PROMPT: Below is a listing. Write out exactly its lines between the one holding "for slot in" and the one holding "item_line(cfg, item, slot.past));", inclusive.
▼
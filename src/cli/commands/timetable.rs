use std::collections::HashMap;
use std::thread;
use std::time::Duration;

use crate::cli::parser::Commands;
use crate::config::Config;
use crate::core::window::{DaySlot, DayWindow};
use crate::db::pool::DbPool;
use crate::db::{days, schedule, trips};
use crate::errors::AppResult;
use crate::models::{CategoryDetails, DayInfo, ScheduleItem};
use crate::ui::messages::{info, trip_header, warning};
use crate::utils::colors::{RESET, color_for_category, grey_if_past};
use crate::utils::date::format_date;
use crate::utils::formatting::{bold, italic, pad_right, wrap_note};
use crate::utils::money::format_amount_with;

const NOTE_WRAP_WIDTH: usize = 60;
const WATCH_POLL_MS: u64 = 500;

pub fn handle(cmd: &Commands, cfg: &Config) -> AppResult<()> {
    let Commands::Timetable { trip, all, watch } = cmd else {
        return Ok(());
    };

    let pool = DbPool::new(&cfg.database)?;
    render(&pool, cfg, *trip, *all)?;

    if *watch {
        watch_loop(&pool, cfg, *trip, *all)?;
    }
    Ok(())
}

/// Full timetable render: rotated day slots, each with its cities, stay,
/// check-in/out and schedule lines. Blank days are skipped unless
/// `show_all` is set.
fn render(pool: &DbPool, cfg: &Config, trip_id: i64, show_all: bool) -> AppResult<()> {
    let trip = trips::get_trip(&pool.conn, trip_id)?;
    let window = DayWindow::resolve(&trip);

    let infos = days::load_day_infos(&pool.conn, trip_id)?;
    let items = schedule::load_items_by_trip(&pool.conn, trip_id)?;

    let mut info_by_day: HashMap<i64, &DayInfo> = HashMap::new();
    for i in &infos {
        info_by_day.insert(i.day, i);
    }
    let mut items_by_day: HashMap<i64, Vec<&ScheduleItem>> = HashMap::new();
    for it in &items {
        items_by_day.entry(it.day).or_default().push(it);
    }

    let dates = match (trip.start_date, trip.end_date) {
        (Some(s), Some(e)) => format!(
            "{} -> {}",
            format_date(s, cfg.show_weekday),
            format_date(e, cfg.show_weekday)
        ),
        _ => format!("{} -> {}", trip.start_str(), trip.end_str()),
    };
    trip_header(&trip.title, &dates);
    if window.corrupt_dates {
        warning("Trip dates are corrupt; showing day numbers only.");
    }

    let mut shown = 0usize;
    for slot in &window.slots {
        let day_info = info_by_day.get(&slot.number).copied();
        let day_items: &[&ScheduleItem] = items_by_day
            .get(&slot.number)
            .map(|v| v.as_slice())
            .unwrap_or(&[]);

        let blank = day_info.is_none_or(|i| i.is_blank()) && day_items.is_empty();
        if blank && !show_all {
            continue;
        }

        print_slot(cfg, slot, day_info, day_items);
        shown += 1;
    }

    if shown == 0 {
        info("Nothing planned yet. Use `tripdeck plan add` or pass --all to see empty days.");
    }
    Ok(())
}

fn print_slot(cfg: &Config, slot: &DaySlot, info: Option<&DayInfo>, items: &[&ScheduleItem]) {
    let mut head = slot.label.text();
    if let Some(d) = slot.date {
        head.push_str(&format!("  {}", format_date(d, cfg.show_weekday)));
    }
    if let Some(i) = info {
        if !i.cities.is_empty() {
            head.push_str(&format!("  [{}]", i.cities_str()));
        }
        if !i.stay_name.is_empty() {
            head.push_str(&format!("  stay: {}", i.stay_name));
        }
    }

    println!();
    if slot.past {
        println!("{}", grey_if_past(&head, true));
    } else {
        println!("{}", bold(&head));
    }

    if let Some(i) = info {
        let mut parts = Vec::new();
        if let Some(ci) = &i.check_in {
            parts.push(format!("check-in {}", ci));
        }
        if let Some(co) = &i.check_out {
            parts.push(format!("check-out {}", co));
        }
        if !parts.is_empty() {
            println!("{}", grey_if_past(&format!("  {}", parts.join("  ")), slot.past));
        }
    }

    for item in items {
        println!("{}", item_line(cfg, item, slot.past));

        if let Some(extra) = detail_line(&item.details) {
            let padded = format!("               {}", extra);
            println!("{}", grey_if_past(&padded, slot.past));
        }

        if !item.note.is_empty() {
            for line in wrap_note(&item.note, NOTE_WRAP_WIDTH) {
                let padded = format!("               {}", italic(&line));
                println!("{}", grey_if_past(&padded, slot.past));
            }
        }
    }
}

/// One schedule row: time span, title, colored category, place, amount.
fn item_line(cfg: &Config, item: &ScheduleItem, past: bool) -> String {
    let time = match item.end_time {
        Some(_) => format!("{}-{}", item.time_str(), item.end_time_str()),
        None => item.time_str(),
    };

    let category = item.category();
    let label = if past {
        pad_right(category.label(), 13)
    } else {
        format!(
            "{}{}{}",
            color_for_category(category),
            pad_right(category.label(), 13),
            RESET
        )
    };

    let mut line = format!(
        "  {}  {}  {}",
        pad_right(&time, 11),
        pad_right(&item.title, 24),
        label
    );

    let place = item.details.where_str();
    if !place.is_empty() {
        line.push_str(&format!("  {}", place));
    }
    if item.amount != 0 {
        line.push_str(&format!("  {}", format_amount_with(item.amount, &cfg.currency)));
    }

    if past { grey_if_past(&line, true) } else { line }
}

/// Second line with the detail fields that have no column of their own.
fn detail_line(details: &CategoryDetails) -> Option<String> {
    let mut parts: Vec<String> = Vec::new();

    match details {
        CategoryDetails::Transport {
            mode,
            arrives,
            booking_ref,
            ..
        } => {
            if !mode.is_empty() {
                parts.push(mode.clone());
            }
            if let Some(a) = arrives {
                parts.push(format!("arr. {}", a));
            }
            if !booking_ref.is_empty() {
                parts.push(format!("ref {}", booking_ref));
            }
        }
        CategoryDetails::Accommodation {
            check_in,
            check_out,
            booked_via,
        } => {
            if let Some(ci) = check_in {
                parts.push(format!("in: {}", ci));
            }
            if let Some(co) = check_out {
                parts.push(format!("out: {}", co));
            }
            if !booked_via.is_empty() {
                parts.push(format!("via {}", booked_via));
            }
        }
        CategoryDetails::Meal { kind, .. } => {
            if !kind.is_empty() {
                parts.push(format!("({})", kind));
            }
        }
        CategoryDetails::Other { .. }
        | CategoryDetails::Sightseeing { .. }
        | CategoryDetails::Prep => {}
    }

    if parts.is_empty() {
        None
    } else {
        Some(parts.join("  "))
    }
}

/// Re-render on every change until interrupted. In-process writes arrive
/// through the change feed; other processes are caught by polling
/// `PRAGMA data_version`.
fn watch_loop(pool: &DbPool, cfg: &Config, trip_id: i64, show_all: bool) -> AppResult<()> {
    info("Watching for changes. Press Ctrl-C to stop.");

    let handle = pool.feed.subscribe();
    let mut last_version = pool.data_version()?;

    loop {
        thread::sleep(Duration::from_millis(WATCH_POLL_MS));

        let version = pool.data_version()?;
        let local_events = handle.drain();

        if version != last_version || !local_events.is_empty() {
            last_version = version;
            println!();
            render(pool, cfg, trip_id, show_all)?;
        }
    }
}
▲
OUTPUT BELOW:
    for slot in &window.slots {
        let day_info = info_by_day.get(&slot.number).copied();
        let day_items: &[&ScheduleItem] = items_by_day
            .get(&slot.number)
            .map(|v| v.as_slice())
            .unwrap_or(&[]);

        let blank = day_info.is_none_or(|i| i.is_blank()) && day_items.is_empty();
        if blank && !show_all {
            continue;
        }

        print_slot(cfg, slot, day_info, day_items);
        shown += 1;
    }

    if shown == 0 {
        info("Nothing planned yet. Use `tripdeck plan add` or pass --all to see empty days.");
    }
    Ok(())
}

fn print_slot(cfg: &Config, slot: &DaySlot, info: Option<&DayInfo>, items: &[&ScheduleItem]) {
    let mut head = slot.label.text();
    if let Some(d) = slot.date {
        head.push_str(&format!("  {}", format_date(d, cfg.show_weekday)));
    }
    if let Some(i) = info {
        if !i.cities.is_empty() {
            head.push_str(&format!("  [{}]", i.cities_str()));
        }
        if !i.stay_name.is_empty() {
            head.push_str(&format!("  stay: {}", i.stay_name));
        }
    }

    println!();
    if slot.past {
        println!("{}", grey_if_past(&head, true));
    } else {
        println!("{}", bold(&head));
    }

    if let Some(i) = info {
        let mut parts = Vec::new();
        if let Some(ci) = &i.check_in {
            parts.push(format!("check-in {}", ci));
        }
        if let Some(co) = &i.check_out {
            parts.push(format!("check-out {}", co));
        }
        if !parts.is_empty() {
            println!("{}", grey_if_past(&format!("  {}", parts.join("  ")), slot.past));
        }
    }

    for item in items {
        println!("{}", item_line(cfg, item, slot.past));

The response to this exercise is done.